» **Your objective**
Tally the lines in the data below in which the word "usize" occurs, then give only the total.

(Beginning of Excerpted records)

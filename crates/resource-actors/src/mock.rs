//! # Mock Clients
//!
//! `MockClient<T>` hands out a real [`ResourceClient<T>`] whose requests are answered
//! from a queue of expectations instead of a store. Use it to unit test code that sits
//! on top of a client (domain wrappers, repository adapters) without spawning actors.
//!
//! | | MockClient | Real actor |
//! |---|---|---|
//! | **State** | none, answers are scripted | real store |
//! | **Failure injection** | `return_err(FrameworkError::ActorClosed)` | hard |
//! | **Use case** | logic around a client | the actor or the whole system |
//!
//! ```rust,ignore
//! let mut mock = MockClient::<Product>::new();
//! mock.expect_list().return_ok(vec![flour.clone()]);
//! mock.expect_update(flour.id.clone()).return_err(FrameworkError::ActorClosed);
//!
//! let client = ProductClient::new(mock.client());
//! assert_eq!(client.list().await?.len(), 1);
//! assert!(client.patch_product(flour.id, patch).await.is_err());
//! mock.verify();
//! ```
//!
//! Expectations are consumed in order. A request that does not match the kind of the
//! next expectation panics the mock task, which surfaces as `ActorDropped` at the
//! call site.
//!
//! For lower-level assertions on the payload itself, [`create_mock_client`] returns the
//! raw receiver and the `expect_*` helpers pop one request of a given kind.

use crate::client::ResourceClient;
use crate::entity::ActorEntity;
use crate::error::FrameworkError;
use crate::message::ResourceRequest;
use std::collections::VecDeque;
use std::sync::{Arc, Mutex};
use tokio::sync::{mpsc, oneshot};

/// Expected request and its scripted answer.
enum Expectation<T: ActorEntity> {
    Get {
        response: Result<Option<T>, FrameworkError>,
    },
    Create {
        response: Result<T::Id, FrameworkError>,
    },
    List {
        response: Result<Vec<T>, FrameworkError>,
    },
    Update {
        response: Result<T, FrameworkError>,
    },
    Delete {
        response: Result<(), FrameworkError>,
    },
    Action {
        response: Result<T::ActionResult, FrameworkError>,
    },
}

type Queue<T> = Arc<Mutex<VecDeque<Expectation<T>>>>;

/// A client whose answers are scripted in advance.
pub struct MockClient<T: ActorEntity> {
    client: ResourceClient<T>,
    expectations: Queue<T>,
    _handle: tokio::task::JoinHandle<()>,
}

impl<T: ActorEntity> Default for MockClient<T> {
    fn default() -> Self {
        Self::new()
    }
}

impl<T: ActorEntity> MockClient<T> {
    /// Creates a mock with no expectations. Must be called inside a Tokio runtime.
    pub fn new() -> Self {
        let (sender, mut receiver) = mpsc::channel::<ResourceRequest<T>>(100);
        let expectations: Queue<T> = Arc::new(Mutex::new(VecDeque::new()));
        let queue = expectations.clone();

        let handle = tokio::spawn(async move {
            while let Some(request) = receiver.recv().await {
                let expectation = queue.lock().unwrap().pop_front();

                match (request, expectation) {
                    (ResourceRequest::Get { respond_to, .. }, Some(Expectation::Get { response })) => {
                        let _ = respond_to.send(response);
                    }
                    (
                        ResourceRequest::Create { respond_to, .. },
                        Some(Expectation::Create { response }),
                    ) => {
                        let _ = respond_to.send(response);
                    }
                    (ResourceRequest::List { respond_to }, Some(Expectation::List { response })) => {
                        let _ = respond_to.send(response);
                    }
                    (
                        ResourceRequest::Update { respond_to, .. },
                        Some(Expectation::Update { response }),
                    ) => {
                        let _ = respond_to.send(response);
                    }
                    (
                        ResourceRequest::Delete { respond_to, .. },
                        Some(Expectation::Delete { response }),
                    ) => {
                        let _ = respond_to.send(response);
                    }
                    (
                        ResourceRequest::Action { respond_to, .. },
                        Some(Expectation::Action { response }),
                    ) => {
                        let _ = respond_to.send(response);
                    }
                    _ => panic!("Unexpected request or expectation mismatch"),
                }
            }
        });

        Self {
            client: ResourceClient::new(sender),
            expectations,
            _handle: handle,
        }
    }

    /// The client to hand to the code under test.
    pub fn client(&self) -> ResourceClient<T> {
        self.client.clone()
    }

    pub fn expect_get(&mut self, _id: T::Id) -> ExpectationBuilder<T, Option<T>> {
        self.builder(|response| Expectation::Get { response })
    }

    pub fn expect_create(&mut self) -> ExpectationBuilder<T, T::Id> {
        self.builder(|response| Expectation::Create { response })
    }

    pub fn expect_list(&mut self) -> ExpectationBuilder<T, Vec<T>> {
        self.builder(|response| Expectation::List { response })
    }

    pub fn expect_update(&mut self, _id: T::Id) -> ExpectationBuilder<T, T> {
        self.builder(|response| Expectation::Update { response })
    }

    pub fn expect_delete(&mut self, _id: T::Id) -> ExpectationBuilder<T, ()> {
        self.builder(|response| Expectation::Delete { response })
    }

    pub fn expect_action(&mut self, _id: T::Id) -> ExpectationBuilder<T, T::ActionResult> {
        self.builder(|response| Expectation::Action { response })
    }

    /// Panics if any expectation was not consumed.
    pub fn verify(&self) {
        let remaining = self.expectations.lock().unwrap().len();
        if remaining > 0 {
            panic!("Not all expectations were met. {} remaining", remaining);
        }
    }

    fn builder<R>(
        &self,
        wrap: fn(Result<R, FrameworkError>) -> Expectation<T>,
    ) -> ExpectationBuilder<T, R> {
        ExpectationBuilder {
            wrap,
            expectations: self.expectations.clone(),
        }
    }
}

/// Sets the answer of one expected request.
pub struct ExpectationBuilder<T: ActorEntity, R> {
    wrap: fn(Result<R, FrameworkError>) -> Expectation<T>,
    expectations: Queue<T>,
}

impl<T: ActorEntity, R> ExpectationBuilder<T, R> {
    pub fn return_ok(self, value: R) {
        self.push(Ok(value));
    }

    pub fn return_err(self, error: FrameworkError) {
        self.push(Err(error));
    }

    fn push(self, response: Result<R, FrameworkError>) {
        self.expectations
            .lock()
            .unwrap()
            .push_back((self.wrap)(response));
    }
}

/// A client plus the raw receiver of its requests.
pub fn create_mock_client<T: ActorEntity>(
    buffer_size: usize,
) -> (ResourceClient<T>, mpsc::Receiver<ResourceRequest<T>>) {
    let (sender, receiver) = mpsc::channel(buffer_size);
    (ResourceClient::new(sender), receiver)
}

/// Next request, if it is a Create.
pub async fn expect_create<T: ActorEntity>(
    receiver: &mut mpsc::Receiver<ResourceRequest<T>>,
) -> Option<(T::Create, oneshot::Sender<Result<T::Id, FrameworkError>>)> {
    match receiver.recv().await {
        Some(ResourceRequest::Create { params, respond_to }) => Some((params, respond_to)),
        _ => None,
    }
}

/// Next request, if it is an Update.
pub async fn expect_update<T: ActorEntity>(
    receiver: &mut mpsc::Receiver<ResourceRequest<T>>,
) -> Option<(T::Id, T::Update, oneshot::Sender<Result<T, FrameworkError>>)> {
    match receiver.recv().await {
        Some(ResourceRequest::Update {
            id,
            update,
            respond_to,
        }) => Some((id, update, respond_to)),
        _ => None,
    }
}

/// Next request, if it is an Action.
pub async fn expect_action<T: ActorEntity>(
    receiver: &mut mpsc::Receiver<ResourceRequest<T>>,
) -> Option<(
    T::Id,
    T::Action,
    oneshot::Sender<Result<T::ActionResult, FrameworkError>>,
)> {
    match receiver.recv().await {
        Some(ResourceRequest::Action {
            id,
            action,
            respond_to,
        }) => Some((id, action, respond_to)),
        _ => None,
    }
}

(End of Excerpted records)
(Beginning of Excerpted records)

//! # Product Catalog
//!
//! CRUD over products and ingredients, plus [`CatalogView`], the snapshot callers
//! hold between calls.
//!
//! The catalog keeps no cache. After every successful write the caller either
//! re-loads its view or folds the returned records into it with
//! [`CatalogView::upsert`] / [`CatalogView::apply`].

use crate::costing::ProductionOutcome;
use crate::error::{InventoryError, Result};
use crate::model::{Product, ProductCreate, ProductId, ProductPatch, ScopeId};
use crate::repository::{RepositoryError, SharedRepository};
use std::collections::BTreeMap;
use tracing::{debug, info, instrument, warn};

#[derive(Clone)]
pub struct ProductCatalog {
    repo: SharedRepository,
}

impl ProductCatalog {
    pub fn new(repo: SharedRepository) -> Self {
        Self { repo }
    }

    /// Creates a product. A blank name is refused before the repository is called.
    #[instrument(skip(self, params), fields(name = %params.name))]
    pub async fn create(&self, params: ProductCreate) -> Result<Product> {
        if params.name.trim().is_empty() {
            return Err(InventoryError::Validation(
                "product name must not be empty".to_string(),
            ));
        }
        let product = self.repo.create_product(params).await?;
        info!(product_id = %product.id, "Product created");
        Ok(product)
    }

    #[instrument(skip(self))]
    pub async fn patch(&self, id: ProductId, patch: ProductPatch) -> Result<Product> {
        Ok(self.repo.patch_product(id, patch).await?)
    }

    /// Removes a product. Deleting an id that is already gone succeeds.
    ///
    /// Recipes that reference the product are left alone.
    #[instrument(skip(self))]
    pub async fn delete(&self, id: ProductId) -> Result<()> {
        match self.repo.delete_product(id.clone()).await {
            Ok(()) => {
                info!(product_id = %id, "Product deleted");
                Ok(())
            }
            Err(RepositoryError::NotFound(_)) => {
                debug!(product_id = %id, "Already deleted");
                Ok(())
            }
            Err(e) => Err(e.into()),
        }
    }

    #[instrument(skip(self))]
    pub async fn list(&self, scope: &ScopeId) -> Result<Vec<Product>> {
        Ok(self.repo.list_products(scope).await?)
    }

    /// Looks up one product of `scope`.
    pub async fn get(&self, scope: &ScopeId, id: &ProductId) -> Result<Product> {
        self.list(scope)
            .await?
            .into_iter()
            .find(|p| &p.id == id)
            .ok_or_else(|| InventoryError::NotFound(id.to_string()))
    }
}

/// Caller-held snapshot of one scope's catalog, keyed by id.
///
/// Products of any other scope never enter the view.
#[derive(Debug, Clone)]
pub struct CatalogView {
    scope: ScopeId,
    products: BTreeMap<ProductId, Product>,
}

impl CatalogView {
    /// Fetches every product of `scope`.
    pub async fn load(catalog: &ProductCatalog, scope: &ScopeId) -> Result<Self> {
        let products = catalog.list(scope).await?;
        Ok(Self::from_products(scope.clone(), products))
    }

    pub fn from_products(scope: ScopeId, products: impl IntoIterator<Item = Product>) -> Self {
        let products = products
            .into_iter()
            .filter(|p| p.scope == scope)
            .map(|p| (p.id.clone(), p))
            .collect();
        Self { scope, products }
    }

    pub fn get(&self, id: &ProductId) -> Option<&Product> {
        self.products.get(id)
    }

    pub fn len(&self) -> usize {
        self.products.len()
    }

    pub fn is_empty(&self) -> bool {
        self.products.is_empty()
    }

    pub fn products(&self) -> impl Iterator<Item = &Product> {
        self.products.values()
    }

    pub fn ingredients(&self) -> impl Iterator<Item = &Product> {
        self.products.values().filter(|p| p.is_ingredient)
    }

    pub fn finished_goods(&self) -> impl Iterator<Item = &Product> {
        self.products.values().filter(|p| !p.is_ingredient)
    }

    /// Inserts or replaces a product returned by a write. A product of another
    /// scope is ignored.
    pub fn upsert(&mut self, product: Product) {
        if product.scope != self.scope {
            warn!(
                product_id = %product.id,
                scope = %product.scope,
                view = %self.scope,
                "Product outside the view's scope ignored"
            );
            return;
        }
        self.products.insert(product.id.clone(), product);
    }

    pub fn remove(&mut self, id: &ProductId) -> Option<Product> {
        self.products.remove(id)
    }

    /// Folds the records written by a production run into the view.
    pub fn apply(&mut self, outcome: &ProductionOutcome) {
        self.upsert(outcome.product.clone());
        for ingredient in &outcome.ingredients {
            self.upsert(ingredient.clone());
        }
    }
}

(End of Excerpted records)

» **Final answer**
2